//! Resolution of a `did:tls` identifier into a DID document.

use std::{
	collections::HashSet,
	fmt::Display,
	sync::Arc,
	time::{Duration, SystemTime, UNIX_EPOCH},
};

use futures::{StreamExt as _, TryStreamExt as _};
use serde::Serialize;
use serde_json::Value;
use tracing::{debug, info, instrument};

use crate::{
	anchors::TrustAnchorStore,
	chain::{self, CertificateChain},
	did::{self, DidTls},
	document::{self, AssembleError},
	jwk::{self, JwkError},
	registry::{Address, Registry, RegistryError},
	revocation::{RevocationChecker, RevocationTransport},
	select::{self, SelectionError},
	signature::{OpensslVerifier, SignatureVerifier},
	validate::{ChainValidator, ValidationError},
};

/// Tunables of a [`Resolver`].
#[derive(Debug, Clone)]
pub struct ResolverConfig {
	/// Maximum number of chain validations, and of record fetches, in flight.
	pub concurrency: usize,
	/// Budget for a single OCSP query.
	pub revocation_timeout: Duration,
	/// Resolve as of this time instead of the current time.
	pub at_time: Option<SystemTime>,
}

impl Default for ResolverConfig {
	fn default() -> Self {
		Self {
			concurrency: 8,
			revocation_timeout: Duration::from_secs(10),
			at_time: None,
		}
	}
}

/// A resolved document together with what it was derived from.
#[derive(Debug, Clone, Serialize)]
pub struct Resolution {
	pub document: Value,
	pub metadata: ResolutionMetadata,
}

#[derive(Debug, Clone, Serialize, Eq, PartialEq)]
pub struct ResolutionMetadata {
	/// Address of the identity record the document was built from.
	pub address: Address,
	/// Lowercase hex SHA-256 of the leaf certificate's DER.
	pub leaf_fingerprint: String,
	/// Indices of root certificates that could not be used as trust anchors.
	pub skipped_anchors: Vec<usize>,
}

/// What the registry had nothing of.
#[derive(Debug, Eq, PartialEq, Copy, Clone)]
pub enum Missing {
	CandidateAddresses,
	Chains,
}

impl Display for Missing {
	fn fmt(&self, f: &mut std::fmt::Formatter<'_>) -> std::fmt::Result {
		f.write_str(match self {
			Missing::CandidateAddresses => "identity records",
			Missing::Chains => "certificate chains",
		})
	}
}

#[derive(thiserror::Error, Debug)]
pub enum ResolveError {
	#[error("invalid did:tls identifier")]
	InvalidDid(#[from] did::ParseError),
	#[error("no {kind} are recorded for {domain}")]
	NotFound { kind: Missing, domain: String },
	#[error("failed to read from the registry")]
	Registry(#[from] RegistryError),
	#[error("a recorded certificate chain is malformed")]
	Parse(#[from] chain::ParseError),
	#[error("chain validation failed")]
	Validation(#[from] ValidationError),
	#[error(transparent)]
	Selection(#[from] SelectionError),
	#[error("leaf public key cannot be expressed as a JWK")]
	KeyFormat(#[from] JwkError),
	#[error("failed to assemble the DID document")]
	Assemble(#[from] AssembleError),
	#[error("failed to serialize the DID document")]
	Serialize(#[from] serde_json::Error),
}

/// Resolves `did:tls` identifiers against a [`Registry`].
#[derive(Debug, Clone)]
pub struct Resolver {
	registry: Arc<dyn Registry>,
	/// PEM encoded root certificates, one per element.
	roots: Vec<String>,
	revocation: Arc<dyn RevocationTransport>,
	verifier: Arc<dyn SignatureVerifier>,
	config: ResolverConfig,
}

impl Resolver {
	pub fn new(
		registry: Arc<dyn Registry>,
		roots: Vec<String>,
		revocation: Arc<dyn RevocationTransport>,
		config: ResolverConfig,
	) -> Self {
		Self {
			registry,
			roots,
			revocation,
			verifier: Arc::new(OpensslVerifier),
			config,
		}
	}

	/// Replaces the default [`OpensslVerifier`].
	pub fn with_signature_verifier(mut self, verifier: Arc<dyn SignatureVerifier>) -> Self {
		self.verifier = verifier;
		self
	}

	/// Resolves `did` to its document, or fails as a whole.
	#[instrument(skip(self))]
	pub async fn resolve(&self, did: &str) -> Result<Resolution, ResolveError> {
		let did: DidTls = did.parse()?;
		let domain = did.domain();
		let now = self.config.at_time.unwrap_or_else(SystemTime::now);

		let addresses = dedupe_addresses(self.registry.candidate_addresses(domain).await?);
		if addresses.is_empty() {
			return Err(ResolveError::NotFound {
				kind: Missing::CandidateAddresses,
				domain: domain.to_owned(),
			});
		}
		let blobs = chain::dedupe(self.registry.chains(domain).await?);
		if blobs.is_empty() {
			return Err(ResolveError::NotFound {
				kind: Missing::Chains,
				domain: domain.to_owned(),
			});
		}
		let chains = blobs
			.iter()
			.map(|blob| CertificateChain::from_blob(blob))
			.collect::<Result<Vec<_>, _>>()?;
		debug!(chains = chains.len(), candidates = addresses.len(), "loaded registry entries");

		let (anchors, skipped_anchors) = TrustAnchorStore::build(&self.roots);
		let validator = ChainValidator::new(RevocationChecker::new(
			self.revocation.clone(),
			self.config.revocation_timeout,
		))
		.at_time(now);
		let outcomes = validator
			.validate_all(chains, domain, &anchors, self.config.concurrency)
			.await?;
		let chain = select::unique_valid_chain(outcomes, domain)?;

		let registry = &self.registry;
		let records = futures::stream::iter(addresses)
			.map(|address| async move { registry.identity_record(&address).await })
			.buffered(self.config.concurrency.max(1))
			.try_collect::<Vec<_>>()
			.await?;
		let record = select::unique_candidate(
			&chain,
			records,
			domain,
			unix_seconds(now),
			self.verifier.as_ref(),
		)?;

		let jwk = jwk::public_jwk(chain.leaf())?;
		let base = document::base_document(&did, &jwk)?;
		let document = document::assemble(base, &record.attributes)?;

		let metadata = ResolutionMetadata {
			address: record.address,
			leaf_fingerprint: hex::encode(chain.leaf().fingerprint()),
			skipped_anchors,
		};
		info!(address = %metadata.address, leaf = %metadata.leaf_fingerprint, "resolved");
		Ok(Resolution { document, metadata })
	}

	/// Like [`Self::resolve`], discarding the metadata.
	pub async fn resolve_document(&self, did: &str) -> Result<Value, ResolveError> {
		self.resolve(did).await.map(|resolution| resolution.document)
	}
}

/// Removes repeated addresses, keeping the first occurrence of each.
fn dedupe_addresses(addresses: Vec<Address>) -> Vec<Address> {
	let mut seen = HashSet::new();
	addresses
		.into_iter()
		.filter(|address| seen.insert(address.clone()))
		.collect()
}

/// Times before the epoch clamp to zero.
fn unix_seconds(time: SystemTime) -> u64 {
	time.duration_since(UNIX_EPOCH)
		.map(|since| since.as_secs())
		.unwrap_or(0)
}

──────────

• _EXERCISE AIM_
Write every entry out again, exactly as it stands.

• _FINISHED EXERCISE_
//! Resolution of a `did:tls` identifier into a DID document.

use std::{
	collections::HashSet,
	fmt::Display,
	sync::Arc,
	time::{Duration, SystemTime, UNIX_EPOCH},
};

use futures::{StreamExt as _, TryStreamExt as _};
use serde::Serialize;
use serde_json::Value;
use tracing::{debug, info, instrument};

use crate::{
	anchors::TrustAnchorStore,
	chain::{self, CertificateChain},
	did::{self, DidTls},
	document::{self, AssembleError},
	jwk::{self, JwkError},
	registry::{Address, Registry, RegistryError},
	revocation::{RevocationChecker, RevocationTransport},
	select::{self, SelectionError},
	signature::{OpensslVerifier, SignatureVerifier},
	validate::{ChainValidator, ValidationError},
};

/// Tunables of a [`Resolver`].
#[derive(Debug, Clone)]
pub struct ResolverConfig {
	/// Maximum number of chain validations, and of record fetches, in flight.
	pub concurrency: usize,
	/// Budget for a single OCSP query.
	pub revocation_timeout: Duration,
	/// Resolve as of this time instead of the current time.
	pub at_time: Option<SystemTime>,
}

impl Default for ResolverConfig {
	fn default() -> Self {
		Self {
			concurrency: 8,
			revocation_timeout: Duration::from_secs(10),
			at_time: None,
		}
	}
}

/// A resolved document together with what it was derived from.
#[derive(Debug, Clone, Serialize)]
pub struct Resolution {
	pub document: Value,
	pub metadata: ResolutionMetadata,
}

#[derive(Debug, Clone, Serialize, Eq, PartialEq)]
pub struct ResolutionMetadata {
	/// Address of the identity record the document was built from.
	pub address: Address,
	/// Lowercase hex SHA-256 of the leaf certificate's DER.
	pub leaf_fingerprint: String,
	/// Indices of root certificates that could not be used as trust anchors.
	pub skipped_anchors: Vec<usize>,
}

/// What the registry had nothing of.
#[derive(Debug, Eq, PartialEq, Copy, Clone)]
pub enum Missing {
	CandidateAddresses,
	Chains,
}

impl Display for Missing {
	fn fmt(&self, f: &mut std::fmt::Formatter<'_>) -> std::fmt::Result {
		f.write_str(match self {
			Missing::CandidateAddresses => "identity records",
			Missing::Chains => "certificate chains",
		})
	}
}

#[derive(thiserror::Error, Debug)]
pub enum ResolveError {
	#[error("invalid did:tls identifier")]
	InvalidDid(#[from] did::ParseError),
	#[error("no {kind} are recorded for {domain}")]
	NotFound { kind: Missing, domain: String },
	#[error("failed to read from the registry")]
	Registry(#[from] RegistryError),
	#[error("a recorded certificate chain is malformed")]
	Parse(#[from] chain::ParseError),
	#[error("chain validation failed")]
	Validation(#[from] ValidationError),
	#[error(transparent)]
	Selection(#[from] SelectionError),
	#[error("leaf public key cannot be expressed as a JWK")]
	KeyFormat(#[from] JwkError),
	#[error("failed to assemble the DID document")]
	Assemble(#[from] AssembleError),
	#[error("failed to serialize the DID document")]
	Serialize(#[from] serde_json::Error),
}

/// Resolves `did:tls` identifiers against a [`Registry`].
#[derive(Debug, Clone)]
pub struct Resolver {
	registry: Arc<dyn Registry>,
	/// PEM encoded root certificates, one per element.
	roots: Vec<String>,
	revocation: Arc<dyn RevocationTransport>,
	verifier: Arc<dyn SignatureVerifier>,
	config: ResolverConfig,
}

impl Resolver {
	pub fn new(
		registry: Arc<dyn Registry>,
		roots: Vec<String>,
		revocation: Arc<dyn RevocationTransport>,
		config: ResolverConfig,
	) -> Self {
		Self {
			registry,
			roots,
			revocation,
			verifier: Arc::new(OpensslVerifier),
			config,
		}
	}

	/// Replaces the default [`OpensslVerifier`].
	pub fn with_signature_verifier(mut self, verifier: Arc<dyn SignatureVerifier>) -> Self {
		self.verifier = verifier;
		self
	}

	/// Resolves `did` to its document, or fails as a whole.
	#[instrument(skip(self))]
	pub async fn resolve(&self, did: &str) -> Result<Resolution, ResolveError> {
		let did: DidTls = did.parse()?;
		let domain = did.domain();
		let now = self.config.at_time.unwrap_or_else(SystemTime::now);

		let addresses = dedupe_addresses(self.registry.candidate_addresses(domain).await?);
		if addresses.is_empty() {
			return Err(ResolveError::NotFound {
				kind: Missing::CandidateAddresses,
				domain: domain.to_owned(),
			});
		}
		let blobs = chain::dedupe(self.registry.chains(domain).await?);
		if blobs.is_empty() {
			return Err(ResolveError::NotFound {
				kind: Missing::Chains,
				domain: domain.to_owned(),
			});
		}
		let chains = blobs
			.iter()
			.map(|blob| CertificateChain::from_blob(blob))
			.collect::<Result<Vec<_>, _>>()?;
		debug!(chains = chains.len(), candidates = addresses.len(), "loaded registry entries");

		let (anchors, skipped_anchors) = TrustAnchorStore::build(&self.roots);
		let validator = ChainValidator::new(RevocationChecker::new(
			self.revocation.clone(),
			self.config.revocation_timeout,
		))
		.at_time(now);
		let outcomes = validator
			.validate_all(chains, domain, &anchors, self.config.concurrency)
			.await?;
		let chain = select::unique_valid_chain(outcomes, domain)?;

		let registry = &self.registry;
		let records = futures::stream::iter(addresses)
			.map(|address| async move { registry.identity_record(&address).await })
			.buffered(self.config.concurrency.max(1))
			.try_collect::<Vec<_>>()
			.await?;
		let record = select::unique_candidate(
			&chain,
			records,
			domain,
			unix_seconds(now),
			self.verifier.as_ref(),
		)?;

		let jwk = jwk::public_jwk(chain.leaf())?;
		let base = document::base_document(&did, &jwk)?;
		let document = document::assemble(base, &record.attributes)?;

		let metadata = ResolutionMetadata {
			address: record.address,
			leaf_fingerprint: hex::encode(chain.leaf().fingerprint()),
			skipped_anchors,
		};
		info!(address = %metadata.address, leaf = %metadata.leaf_fingerprint, "resolved");
		Ok(Resolution { document, metadata })
	}

	/// Like [`Self::resolve`], discarding the metadata.
	pub async fn resolve_document(&self, did: &str) -> Result<Value, ResolveError> {
		self.resolve(did).await.map(|resolution| resolution.document)
	}
}

/// Removes repeated addresses, keeping the first occurrence of each.
fn dedupe_addresses(addresses: Vec<Address>) -> Vec<Address> {
	let mut seen = HashSet::new();
	addresses
		.into_iter()
		.filter(|address| seen.insert(address.clone()))
		.collect()
}

/// Times before the epoch clamp to zero.
fn unix_seconds(time: SystemTime) -> u64 {
	time.duration_since(UNIX_EPOCH)
		.map(|since| since.as_secs())
		.unwrap_or(0)
}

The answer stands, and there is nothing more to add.